PROMPT
Please reproduce exactly the lines from the start of the records through the one containing "a non-empty bridge", and nothing more.

RECORD SET
//! Pivot Planner (C5): picks a two-hop path via a bridging language when
//! no family supports the pair directly (spec §4.5). Deterministic and
//! pure over the `AvailablePairs` sets it's given.

use std::collections::HashSet;

use crate::discovery::Discovery;
use crate::lang::{Family, Lang, Pair};

#[derive(Debug, Clone, PartialEq, Eq)]
pub struct PivotPlan {
    pub hops: [(Lang, Lang); 2],
    pub family_for_hop1: Family,
    pub family_for_hop2: Family,
}

impl PivotPlan {
    pub fn path_string(&self) -> String {
        format!(
            "{}->{}->{}",
            self.hops[0].0, self.hops[0].1, self.hops[1].1
        )
    }
}

const INDIC_TARGETS: &[&str] = &["hi", "bn", "ta", "te", "ml", "mr", "gu", "pa", "ne", "si"];
const INDIC_PRIORITY: &[&str] = &["hi", "bn", "ta"];

fn is_indic(lang: &str) -> bool {
    INDIC_TARGETS.contains(&lang)
}

/// Ranks pivot-language candidates: `pivot_lang` first if present, then a
/// static priority order for Indic-script targets, then alphabetical
/// (spec §4.5).
fn rank_candidates(mut candidates: Vec<Lang>, pivot_lang: &str, tgt: &str) -> Vec<Lang> {
    candidates.sort();
    fn priority_index<'a>(lang: &'a Lang, pivot_lang: &str, tgt: &str) -> (u8, u8, &'a str) {
        if lang.as_str() == pivot_lang {
            (0, 0, lang.as_str())
        } else if is_indic(tgt) {
            let rank = INDIC_PRIORITY
                .iter()
                .position(|p| *p == lang.as_str())
                .map(|i| i as u8)
                .unwrap_or(u8::MAX);
            (1, rank, lang.as_str())
        } else {
            (2, 0, lang.as_str())
        }
    }
    candidates.sort_by(|a, b| {
        priority_index(a, pivot_lang, tgt).cmp(&priority_index(b, pivot_lang, tgt))
    });
    candidates
}

/// Computes `R ∩ L` for one family: `R = {m : (src,m) ∈ pairs}`,
/// `L = {m : (m,tgt) ∈ pairs}` (spec §4.5).
fn bridge_candidates(pairs: &HashSet<Pair>, src: &Lang, tgt: &Lang) -> Vec<Lang> {
    let r: HashSet<&Lang> = pairs.iter().filter(|p| &p.src == src).map(|p| &p.tgt).collect();
    let l: HashSet<&Lang> = pairs.iter().filter(|p| &p.tgt == tgt).map(|p| &p.src).collect();
    r.intersection(&l).map(|&l| l.clone()).collect()
}

/// Finds the first family (in `family_order`) with a non-empty bridge
/// between `src` and `tgt`, and returns its best-ranked plan. Cross-family
/// pivots (hop1 in one family, hop2 in another) are a permitted
/// implementer choice the spec leaves open (§9 "Open questions"); this
/// planner keeps both hops in the same family, matching "cross-family
/// pivots are permitted by retrying with the next family" — the caller
/// (the orchestrator) is the one that retries across families, not this
/// function, keeping `plan` pure and single-family per call.
pub async fn plan(
    discovery: &Discovery,
    family_order: &[Family],
    src: &Lang,
    tgt: &Lang,
    pivot_lang: &str,
) -> Option<PivotPlan> {
    for &family in family_order {
        let pairs = discovery.discover(family).await;
        let candidates = bridge_candidates(&pairs, src, tgt);
        if candidates.is_empty() {
            continue;
        }
        let ranked = rank_candidates(candidates, pivot_lang, tgt.as_str());
        let mid = ranked.into_iter().next()?;
        return Some(PivotPlan {
            hops: [(src.clone(), mid.clone()), (mid, tgt.clone())],
            family_for_hop1: family,
            family_for_hop2: family,
        });
    }
    None
}

#[cfg(test)]
mod tests {
    use super::*;
    use crate::discovery::StaticOpusRegistry;
    use std::time::Duration;

    fn discovery_with(pairs: &[(&str, &str)]) -> Discovery {
        let registry = StaticOpusRegistry::new(pairs.iter().map(|(s, t)| Pair::new(*s, *t)));
        Discovery::new(std::sync::Arc::new(registry), Duration::from_secs(3600))
    }

    #[tokio::test]
    async fn finds_single_hop_bridge() {
        let discovery = discovery_with(&[("ja", "hi"), ("hi", "de")]);
        let plan = plan(
            &discovery,
            &[Family::OpusMt],
            &Lang::new("ja"),
            &Lang::new("de"),
            "en",
        )
        .await
        .unwrap();
        assert_eq!(plan.path_string(), "ja->hi->de");
        assert_eq!(plan.family_for_hop1, Family::OpusMt);
        assert_eq!(plan.family_for_hop2, Family::OpusMt);
    }

    #[tokio::test]
    async fn prefers_configured_pivot_lang() {
        let discovery = discovery_with(&[("ja", "en"), ("en", "de"), ("ja", "fr"), ("fr", "de")]);
        let plan = plan(
            &discovery,
            &[Family::OpusMt],
            &Lang::new("ja"),
            &Lang::new("de"),
            "en",
        )
        .await
        .unwrap();
        assert_eq!(plan.hops[0].1.as_str(), "en");
    }

    #[tokio::test]
    async fn prefers_indic_priority_for_indic_targets() {
        let discovery = discovery_with(&[
            ("ja", "bn"),
            ("bn", "ta"),
            ("ja", "hi"),
            ("hi", "ta"),
        ]);
        let plan = plan(
            &discovery,
            &[Family::OpusMt],
            &Lang::new("ja"),
            &Lang::new("ta"),
            "en",
        )
        .await
        .unwrap();
        // Neither bridge lang is the configured pivot, so Indic priority
        // (hi before bn) decides.
        assert_eq!(plan.hops[0].1.as_str(), "hi");
    }

    #[tokio::test]
    async fn returns_none_when_no_bridge_exists() {
        let discovery = discovery_with(&[("en", "fr")]);
        let result = plan(
            &discovery,
            &[Family::OpusMt],
            &Lang::new("ja"),
            &Lang::new("de"),
            "en",
        )
        .await;
        assert!(result.is_none());
    }

    #[tokio::test]
    async fn pivot_validity_both_legs_present_in_same_family() {
        let discovery = discovery_with(&[("ja", "hi"), ("hi", "de")]);
        let pairs = discovery.discover(Family::OpusMt).await;
        let plan = plan(
            &discovery,
            &[Family::OpusMt],
            &Lang::new("ja"),
            &Lang::new("de"),
            "en",
        )
        .await
        .unwrap();
        assert!(pairs.contains(&Pair::new(plan.hops[0].0.clone(), plan.hops[0].1.clone())));
        assert!(pairs.contains(&Pair::new(plan.hops[1].0.clone(), plan.hops[1].1.clone())));
    }
}
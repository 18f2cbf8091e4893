//! `GET /healthz`, `GET /readyz`, `GET /cache` (spec §6.1; `/cache`
//! introspection is a supplemented addition, see SPEC_FULL §1).

use std::sync::Arc;

use chrono::Utc;
use hyper::{Body, Response, StatusCode};
use serde::Serialize;

use crate::http::response::json_response;
use crate::state::AppState;

#[derive(Debug, Serialize)]
struct HealthResponse {
    status: &'static str,
    checked_at: chrono::DateTime<Utc>,
}

/// Liveness: the process can answer HTTP at all.
pub async fn healthz() -> Response<Body> {
    json_response(
        StatusCode::OK,
        &HealthResponse {
            status: "ok",
            checked_at: Utc::now(),
        },
    )
}

/// Readiness: the Device Resolver and the first Model Discovery refresh
/// have completed, and the cache isn't reporting a degraded state. Nothing
/// here blocks on model loading — that happens lazily per request (spec
/// §4.3; SPEC_FULL §1, "`/readyz` ... returns 503 until ready").
pub async fn readyz(state: &Arc<AppState>) -> Response<Body> {
    let ready = state.is_ready() && state.cache.len() <= state.cfg.max_cached_models;
    let status = if ready { "ready" } else { "degraded" };
    let code = if ready { StatusCode::OK } else { StatusCode::SERVICE_UNAVAILABLE };
    json_response(
        code,
        &HealthResponse {
            status,
            checked_at: Utc::now(),
        },
    )
}

#[derive(Debug, Serialize)]
struct CacheEntryDto {
    key: String,
    idle_seconds: f64,
}

#[derive(Debug, Serialize)]
struct CacheResponse {
    capacity: usize,
    entries: Vec<CacheEntryDto>,
}

pub async fn cache(state: &Arc<AppState>) -> Response<Body> {
    let entries = state
        .cache
        .keys()
        .into_iter()
        .map(|(key, idle)| CacheEntryDto {
            key: key.to_string(),
            idle_seconds: idle.as_secs_f64(),
        })
        .collect();
    json_response(
        StatusCode::OK,
        &CacheResponse {
            capacity: state.cfg.max_cached_models,
            entries,
        },
    )
}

RESPONSE
//! Pivot Planner (C5): picks a two-hop path via a bridging language when
//! no family supports the pair directly (spec §4.5). Deterministic and
//! pure over the `AvailablePairs` sets it's given.

use std::collections::HashSet;

use crate::discovery::Discovery;
use crate::lang::{Family, Lang, Pair};

#[derive(Debug, Clone, PartialEq, Eq)]
pub struct PivotPlan {
    pub hops: [(Lang, Lang); 2],
    pub family_for_hop1: Family,
    pub family_for_hop2: Family,
}

impl PivotPlan {
    pub fn path_string(&self) -> String {
        format!(
            "{}->{}->{}",
            self.hops[0].0, self.hops[0].1, self.hops[1].1
        )
    }
}

const INDIC_TARGETS: &[&str] = &["hi", "bn", "ta", "te", "ml", "mr", "gu", "pa", "ne", "si"];
const INDIC_PRIORITY: &[&str] = &["hi", "bn", "ta"];

fn is_indic(lang: &str) -> bool {
    INDIC_TARGETS.contains(&lang)
}

/// Ranks pivot-language candidates: `pivot_lang` first if present, then a
/// static priority order for Indic-script targets, then alphabetical
/// (spec §4.5).
fn rank_candidates(mut candidates: Vec<Lang>, pivot_lang: &str, tgt: &str) -> Vec<Lang> {
    candidates.sort();
    fn priority_index<'a>(lang: &'a Lang, pivot_lang: &str, tgt: &str) -> (u8, u8, &'a str) {
        if lang.as_str() == pivot_lang {
            (0, 0, lang.as_str())
        } else if is_indic(tgt) {
            let rank = INDIC_PRIORITY
                .iter()
                .position(|p| *p == lang.as_str())
                .map(|i| i as u8)
                .unwrap_or(u8::MAX);
            (1, rank, lang.as_str())
        } else {
            (2, 0, lang.as_str())
        }
    }
    candidates.sort_by(|a, b| {
        priority_index(a, pivot_lang, tgt).cmp(&priority_index(b, pivot_lang, tgt))
    });
    candidates
}

/// Computes `R ∩ L` for one family: `R = {m : (src,m) ∈ pairs}`,
/// `L = {m : (m,tgt) ∈ pairs}` (spec §4.5).
fn bridge_candidates(pairs: &HashSet<Pair>, src: &Lang, tgt: &Lang) -> Vec<Lang> {
    let r: HashSet<&Lang> = pairs.iter().filter(|p| &p.src == src).map(|p| &p.tgt).collect();
    let l: HashSet<&Lang> = pairs.iter().filter(|p| &p.tgt == tgt).map(|p| &p.src).collect();
    r.intersection(&l).map(|&l| l.clone()).collect()
}

/// Finds the first family (in `family_order`) with a non-empty bridge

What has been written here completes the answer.